### Instructions to follow
Exactly the lines from the opening of the data through the line containing "pub fn data_dir()" should be reproduced, please, with nothing added.

### Supplied data
::::

mod config;
pub mod database;
mod session_store;

pub use config::Config;
pub use database::Database;
pub use session_store::SessionStore;

use std::path::PathBuf;

/// Returns `~/.config/truefocus[-dev]/` based on TRUEFOCUS_ENV.
///
/// Set TRUEFOCUS_ENV=dev to use the development data directory.
///
/// # Errors
/// Returns an error if creating the config directory fails.
pub fn data_dir() -> std::io::Result<PathBuf> {
    let base_dir = dirs::home_dir()
        .unwrap_or_else(|| PathBuf::from("."))
        .join(".config");

    let env = std::env::var("TRUEFOCUS_ENV").unwrap_or_else(|_| "production".to_string());

    let dir = if env == "dev" {
        base_dir.join("truefocus-dev")
    } else {
        base_dir.join("truefocus")
    };

    std::fs::create_dir_all(&dir)?;
    Ok(dir)
}
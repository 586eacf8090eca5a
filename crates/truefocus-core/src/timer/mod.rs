mod engine;
mod format;

pub use engine::{PauseToggle, Player, TimerEngine, WarningLevel, DEFAULT_FOCUS_SECS};
pub use format::{format_hms, format_hms_compact, format_signed_hms};
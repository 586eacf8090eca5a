use clap::{Parser, Subcommand};
use tracing_subscriber::EnvFilter;

mod commands;

#[derive(Parser)]
#[command(name = "truefocus-cli", version, about = "TrueFocus CLI")]
struct Cli {
    #[command(subcommand)]
    command: Commands,
}

#[derive(Subcommand)]
enum Commands {
    /// Timer control
    Timer {
        #[command(subcommand)]
        action: commands::timer::TimerAction,
    },
    /// Session statistics
    Stats {
        #[command(subcommand)]
        action: commands::stats::StatsAction,
    },
    /// Configuration management
    Config {
        #[command(subcommand)]
        action: commands::config::ConfigAction,
    },
}

fn main() {
    tracing_subscriber::fmt()
        .with_env_filter(EnvFilter::from_default_env())
        .with_writer(std::io::stderr)
        .init();

    let cli = Cli::parse();
    let result = match cli.command {
        Commands::Timer { action } => commands::timer::run(action),
        Commands::Stats { action } => commands::stats::run(action),
        Commands::Config { action } => commands::config::run(action),
    };

    if let Err(e) = result {
        eprintln!("error: {e}");
        std::process::exit(1);
    }
}
//! Producer-side staging queue.
//!
//! Outgoing envelopes are inserted here by the publishers and drained to the
//! external transport by the producer dispatcher. There is no `processing`
//! column: producer-side isolation relies entirely on `FOR UPDATE SKIP
//! LOCKED`, so a row is either visible to a drain transaction or locked by
//! one.

use crate::{QueueError, advisory_lock_key};
use chrono::{DateTime, Utc};
use sqlx::postgres::PgRow;
use sqlx::{PgPool, Postgres, Row, Transaction};
use transit_core::message::MessageStrategy;

/// Notification channel for newly staged producer rows.
pub const PRODUCER_QUEUE_CHANNEL: &str = "producer_queue";

const CREATE_TABLE: &str = r"
    CREATE TABLE IF NOT EXISTS producer_queue (
        id BIGSERIAL PRIMARY KEY,
        topic TEXT NOT NULL,
        data BYTEA NOT NULL,
        strategy TEXT NOT NULL DEFAULT 'unicast',
        retry INT NOT NULL DEFAULT 0,
        created_at TIMESTAMPTZ NOT NULL DEFAULT NOW(),
        updated_at TIMESTAMPTZ NOT NULL DEFAULT NOW()
    )
";

/// One staged outgoing message.
#[derive(Debug, Clone)]
pub struct ProducerRow {
    /// Monotonically increasing row id.
    pub id: i64,
    /// Destination topic.
    pub topic: String,
    /// Encoded envelope.
    pub data: Vec<u8>,
    /// Delivery strategy recorded at staging time.
    pub strategy: MessageStrategy,
    /// Failed publish attempts so far.
    pub retry: i32,
    /// When the row was staged.
    pub created_at: DateTime<Utc>,
    /// Last modification (retry bumps).
    pub updated_at: DateTime<Utc>,
}

impl ProducerRow {
    fn from_pg_row(row: &PgRow) -> Result<Self, QueueError> {
        let strategy: String = row.get("strategy");
        let strategy = MessageStrategy::parse(&strategy)
            .map_err(|e| QueueError::Database(e.to_string()))?;

        Ok(Self {
            id: row.get("id"),
            topic: row.get("topic"),
            data: row.get("data"),
            strategy,
            retry: row.get("retry"),
            created_at: row.get("created_at"),
            updated_at: row.get("updated_at"),
        })
    }
}

/// Repository over the `producer_queue` table.
#[derive(Clone)]
pub struct ProducerQueue {
    pool: PgPool,
}

impl ProducerQueue {
    /// Create a repository over an existing connection pool.
    #[must_use]
    pub const fn new(pool: PgPool) -> Self {
        Self { pool }
    }

    /// The underlying pool.
    #[must_use]
    pub const fn pool(&self) -> &PgPool {
        &self.pool
    }

    /// Create the table if it does not exist.
    ///
    /// Guarded by an advisory lock so concurrent service startups serialize.
    ///
    /// # Errors
    ///
    /// Returns [`QueueError::Database`] if the DDL fails.
    pub async fn create_table(&self) -> Result<(), QueueError> {
        let mut tx = self.pool.begin().await?;
        sqlx::query("SELECT pg_advisory_xact_lock($1)")
            .bind(advisory_lock_key("producer_queue"))
            .execute(&mut *tx)
            .await?;
        sqlx::query(CREATE_TABLE).execute(&mut *tx).await?;
        tx.commit().await?;
        Ok(())
    }

    /// Stage an outgoing message and wake the producer dispatcher.
    ///
    /// Runs `INSERT … RETURNING id` and the notify in a single transaction,
    /// so a dispatcher woken by the notification always sees the row.
    ///
    /// # Errors
    ///
    /// Returns [`QueueError::Database`] if the insert fails.
    pub async fn enqueue(
        &self,
        topic: &str,
        data: &[u8],
        strategy: MessageStrategy,
    ) -> Result<i64, QueueError> {
        let mut tx = self.pool.begin().await?;

        let (id,): (i64,) = sqlx::query_as(
            "INSERT INTO producer_queue (topic, data, strategy) VALUES ($1, $2, $3) RETURNING id",
        )
        .bind(topic)
        .bind(data)
        .bind(strategy.as_str())
        .fetch_one(&mut *tx)
        .await?;

        sqlx::query("SELECT pg_notify($1, '')")
            .bind(PRODUCER_QUEUE_CHANNEL)
            .execute(&mut *tx)
            .await?;

        tx.commit().await?;

        tracing::debug!(id, topic, strategy = strategy.as_str(), "Staged outgoing message");
        metrics::counter!("transit.producer_queue.staged", "topic" => topic.to_string())
            .increment(1);

        Ok(id)
    }

    /// Count rows still eligible for dispatch.
    ///
    /// Rows at or above the retry limit are invisible here: they stay in the
    /// table for operators but are never selected again.
    ///
    /// # Errors
    ///
    /// Returns [`QueueError::Database`] if the query fails.
    pub async fn count_pending(&self, retry_limit: i32) -> Result<i64, QueueError> {
        let (count,): (i64,) = sqlx::query_as(
            "SELECT COUNT(*) FROM (SELECT id FROM producer_queue WHERE retry < $1 FOR UPDATE SKIP LOCKED) s",
        )
        .bind(retry_limit)
        .fetch_one(&self.pool)
        .await?;
        Ok(count)
    }

    /// Begin a drain transaction.
    ///
    /// # Errors
    ///
    /// Returns [`QueueError::Database`] if no connection is available.
    pub async fn begin(&self) -> Result<Transaction<'static, Postgres>, QueueError> {
        Ok(self.pool.begin().await?)
    }

    /// Select a batch of dispatchable rows under row-level locks.
    ///
    /// The locks are held for the lifetime of `tx`; concurrent drain
    /// transactions skip locked rows, so N workers never pick the same row.
    ///
    /// # Errors
    ///
    /// Returns [`QueueError::Database`] if the query fails.
    pub async fn select_batch(
        tx: &mut Transaction<'_, Postgres>,
        retry_limit: i32,
        records: i64,
    ) -> Result<Vec<ProducerRow>, QueueError> {
        let rows = sqlx::query(
            "SELECT id, topic, data, strategy, retry, created_at, updated_at
             FROM producer_queue
             WHERE retry < $1
             ORDER BY created_at
             LIMIT $2
             FOR UPDATE SKIP LOCKED",
        )
        .bind(retry_limit)
        .bind(records)
        .fetch_all(&mut **tx)
        .await?;

        rows.iter().map(ProducerRow::from_pg_row).collect()
    }

    /// Delete a row after a successful publish.
    ///
    /// # Errors
    ///
    /// Returns [`QueueError::Database`] if the delete fails.
    pub async fn delete(tx: &mut Transaction<'_, Postgres>, id: i64) -> Result<(), QueueError> {
        sqlx::query("DELETE FROM producer_queue WHERE id = $1")
            .bind(id)
            .execute(&mut **tx)
            .await?;
        Ok(())
    }

    /// Bump the retry counter after a failed publish.
    ///
    /// # Errors
    ///
    /// Returns [`QueueError::Database`] if the update fails.
    pub async fn mark_retry(tx: &mut Transaction<'_, Postgres>, id: i64) -> Result<(), QueueError> {
        sqlx::query("UPDATE producer_queue SET retry = retry + 1, updated_at = NOW() WHERE id = $1")
            .bind(id)
            .execute(&mut **tx)
            .await?;
        metrics::counter!("transit.producer_queue.retries").increment(1);
        Ok(())
    }
}
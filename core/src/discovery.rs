//! Discovery-service connector interface.
//!
//! Registers the local service with an external directory on startup and
//! removes it on shutdown. Concrete connectors (Kong and friends) live
//! outside the broker core; the core only defines the seam.

use std::future::Future;
use std::pin::Pin;
use thiserror::Error;

/// Errors raised by a discovery connector.
#[derive(Error, Debug, Clone)]
pub enum DiscoveryError {
    /// The directory rejected or failed the registration.
    #[error("discovery subscribe failed for '{name}': {reason}")]
    SubscribeFailed {
        /// Service name being registered.
        name: String,
        /// The reason for failure.
        reason: String,
    },

    /// The directory rejected or failed the deregistration.
    #[error("discovery unsubscribe failed for '{name}': {reason}")]
    UnsubscribeFailed {
        /// Service name being removed.
        name: String,
        /// The reason for failure.
        reason: String,
    },
}

/// One externally reachable endpoint of the local service.
#[derive(Debug, Clone, PartialEq, Eq)]
pub struct Endpoint {
    /// HTTP path.
    pub path: String,
    /// HTTP method.
    pub method: String,
}

/// Boxed future alias for the dyn-compatible trait methods.
pub type DiscoveryFuture<'a> = Pin<Box<dyn Future<Output = Result<(), DiscoveryError>> + Send + 'a>>;

/// External service directory client.
pub trait DiscoveryClient: Send + Sync {
    /// Register the local service and its endpoints with the directory.
    ///
    /// Implementations retry up to `retry_tries` times with `retry_delay`
    /// seconds between attempts before failing.
    fn subscribe(
        &self,
        host: &str,
        port: u16,
        name: &str,
        endpoints: &[Endpoint],
        retry_tries: u32,
        retry_delay: f64,
    ) -> DiscoveryFuture<'_>;

    /// Remove the local service from the directory.
    fn unsubscribe(&self, name: &str, retry_tries: u32, retry_delay: f64) -> DiscoveryFuture<'_>;
}
//! Producer dispatcher: drains `producer_queue` to the external transport.
//!
//! The loop sleeps on `LISTEN producer_queue` and wakes when a publisher
//! stages a row (or when the `max_wait` tick fires as a safety net). Each
//! drain cycle selects a batch of rows under `FOR UPDATE SKIP LOCKED` in one
//! transaction, publishes them, and resolves each row inside that same
//! transaction: delete on publish success, bump `retry` on failure. Multiple
//! dispatcher workers — in this process or others — drain in parallel
//! without ever picking the same row.
//!
//! Rows that keep failing stay in the table once they reach the retry limit;
//! they are no longer selected, and their age is the operator's signal.

use crate::retry::BackoffPolicy;
use crate::service::{BackgroundService, ServiceError};
use futures::future::BoxFuture;
use std::sync::Arc;
use std::time::Duration;
use thiserror::Error;
use tokio::sync::watch;
use transit_core::bus::{BusError, MessageBus};
use transit_core::message::MessageStrategy;
use transit_postgres::{PRODUCER_QUEUE_CHANNEL, ProducerQueue, QueueError, QueueListener};

/// Errors raised by the producer dispatcher.
#[derive(Error, Debug)]
pub enum ProducerError {
    /// A staging-queue operation failed.
    #[error(transparent)]
    Queue(#[from] QueueError),
}

/// Tuning parameters for one producer dispatcher.
#[derive(Debug, Clone)]
pub struct ProducerConfig {
    /// Per-batch row limit.
    pub records: i64,
    /// Rows at or above this retry count are no longer selected.
    pub retry_limit: i32,
    /// Upper bound on one wait-for-notification tick.
    pub max_wait: Duration,
}

impl Default for ProducerConfig {
    fn default() -> Self {
        Self {
            records: 10,
            retry_limit: 5,
            max_wait: Duration::from_secs(60),
        }
    }
}

/// The producer dispatcher.
pub struct Producer {
    queue: ProducerQueue,
    bus: Arc<dyn MessageBus>,
    config: ProducerConfig,
}

impl Producer {
    /// Create a dispatcher draining `queue` into `bus`.
    #[must_use]
    pub fn new(queue: ProducerQueue, bus: Arc<dyn MessageBus>, config: ProducerConfig) -> Self {
        Self { queue, bus, config }
    }

    /// Publish one payload directly to the transport, bypassing the queue.
    ///
    /// # Errors
    ///
    /// Returns [`BusError`] if the transport rejects the publish.
    pub async fn publish(
        &self,
        topic: &str,
        strategy: MessageStrategy,
        payload: &[u8],
    ) -> Result<(), BusError> {
        // Unicast messages are keyed by topic so a single partition observes
        // them in staging order; multicast messages fan out unkeyed.
        let key = match strategy {
            MessageStrategy::Unicast => Some(topic.as_bytes()),
            MessageStrategy::Multicast => None,
        };
        self.bus.publish(topic, key, payload).await
    }

    /// Run one drain cycle; returns the number of rows published and deleted.
    ///
    /// Row locks are held only for the duration of the batch's publishes, so
    /// a slow transport naturally caps throughput instead of piling up locks.
    ///
    /// # Errors
    ///
    /// Returns [`ProducerError::Queue`] if a database operation fails.
    /// Transport failures are not errors at this level: they are accounted
    /// per-row via the retry counter.
    pub async fn dispatch(&self) -> Result<usize, ProducerError> {
        let mut tx = self.queue.begin().await?;
        let rows =
            ProducerQueue::select_batch(&mut tx, self.config.retry_limit, self.config.records)
                .await?;

        if rows.is_empty() {
            tx.rollback().await.map_err(QueueError::from)?;
            return Ok(0);
        }

        tracing::debug!(batch = rows.len(), "Draining producer queue");

        let mut published = 0;
        for row in &rows {
            match self.publish(&row.topic, row.strategy, &row.data).await {
                Ok(()) => {
                    ProducerQueue::delete(&mut tx, row.id).await?;
                    published += 1;
                    metrics::counter!("transit.producer.published", "topic" => row.topic.clone())
                        .increment(1);
                }
                Err(e) => {
                    tracing::warn!(
                        id = row.id,
                        topic = %row.topic,
                        retry = row.retry,
                        error = %e,
                        "Publish failed, keeping row for retry"
                    );
                    ProducerQueue::mark_retry(&mut tx, row.id).await?;
                }
            }
        }

        tx.commit().await.map_err(QueueError::from)?;
        Ok(published)
    }

    /// Run the dispatch loop until `shutdown` flips to `true`.
    ///
    /// The loop arms `LISTEN producer_queue`, then alternates between
    /// draining while rows are pending and sleeping on the notification
    /// channel. Database outages are survived by reconnecting with backoff;
    /// the loop itself only ends on shutdown.
    ///
    /// # Errors
    ///
    /// Reserved for unrecoverable failures; connection losses are retried
    /// internally.
    pub async fn dispatch_forever(
        &self,
        mut shutdown: watch::Receiver<bool>,
    ) -> Result<(), ProducerError> {
        let backoff = BackoffPolicy::default();
        let mut attempt = 0;

        loop {
            if *shutdown.borrow() {
                tracing::info!("Producer dispatcher stopping");
                return Ok(());
            }

            match self.run_connected(&mut shutdown).await {
                Ok(()) => return Ok(()),
                Err(e) => {
                    tracing::error!(error = %e, "Producer loop lost its connection, reconnecting");
                    backoff.wait(attempt).await;
                    attempt = attempt.saturating_add(1);
                }
            }
        }
    }

    /// Fallible part of the loop: listen, then drain-or-wait until shutdown
    /// or a database error surfaces.
    async fn run_connected(
        &self,
        shutdown: &mut watch::Receiver<bool>,
    ) -> Result<(), ProducerError> {
        let mut listener = QueueListener::connect(self.queue.pool()).await?;
        listener.listen(PRODUCER_QUEUE_CHANNEL).await?;
        tracing::debug!(channel = PRODUCER_QUEUE_CHANNEL, "Producer dispatcher listening");

        loop {
            if *shutdown.borrow() {
                return Ok(());
            }

            if self.queue.count_pending(self.config.retry_limit).await? > 0 {
                self.dispatch().await?;
                continue;
            }

            tokio::select! {
                result = listener.wait(self.config.max_wait) => {
                    // Whether notified or timed out, loop back to re-check the count.
                    result?;
                }
                _ = shutdown.changed() => {}
            }
        }
    }
}

impl BackgroundService for Producer {
    fn name(&self) -> &str {
        "producer-dispatcher"
    }

    fn setup(&self) -> BoxFuture<'_, Result<(), ServiceError>> {
        Box::pin(async {
            self.queue
                .create_table()
                .await
                .map_err(|e| ServiceError::DatabaseUnavailable(e.to_string()))
        })
    }

    fn run(
        &self,
        shutdown: tokio::sync::watch::Receiver<bool>,
    ) -> BoxFuture<'_, Result<(), ServiceError>> {
        Box::pin(async move {
            self.dispatch_forever(shutdown)
                .await
                .map_err(|e| ServiceError::Runtime(e.to_string()))
        })
    }
}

::::

### Solution to the exercise
mod config;
pub mod database;
mod session_store;

pub use config::Config;
pub use database::Database;
pub use session_store::SessionStore;

use std::path::PathBuf;

/// Returns `~/.config/truefocus[-dev]/` based on TRUEFOCUS_ENV.
///
/// Set TRUEFOCUS_ENV=dev to use the development data directory.
///
/// # Errors
/// Returns an error if creating the config directory fails.
pub fn data_dir() -> std::io::Result<PathBuf> {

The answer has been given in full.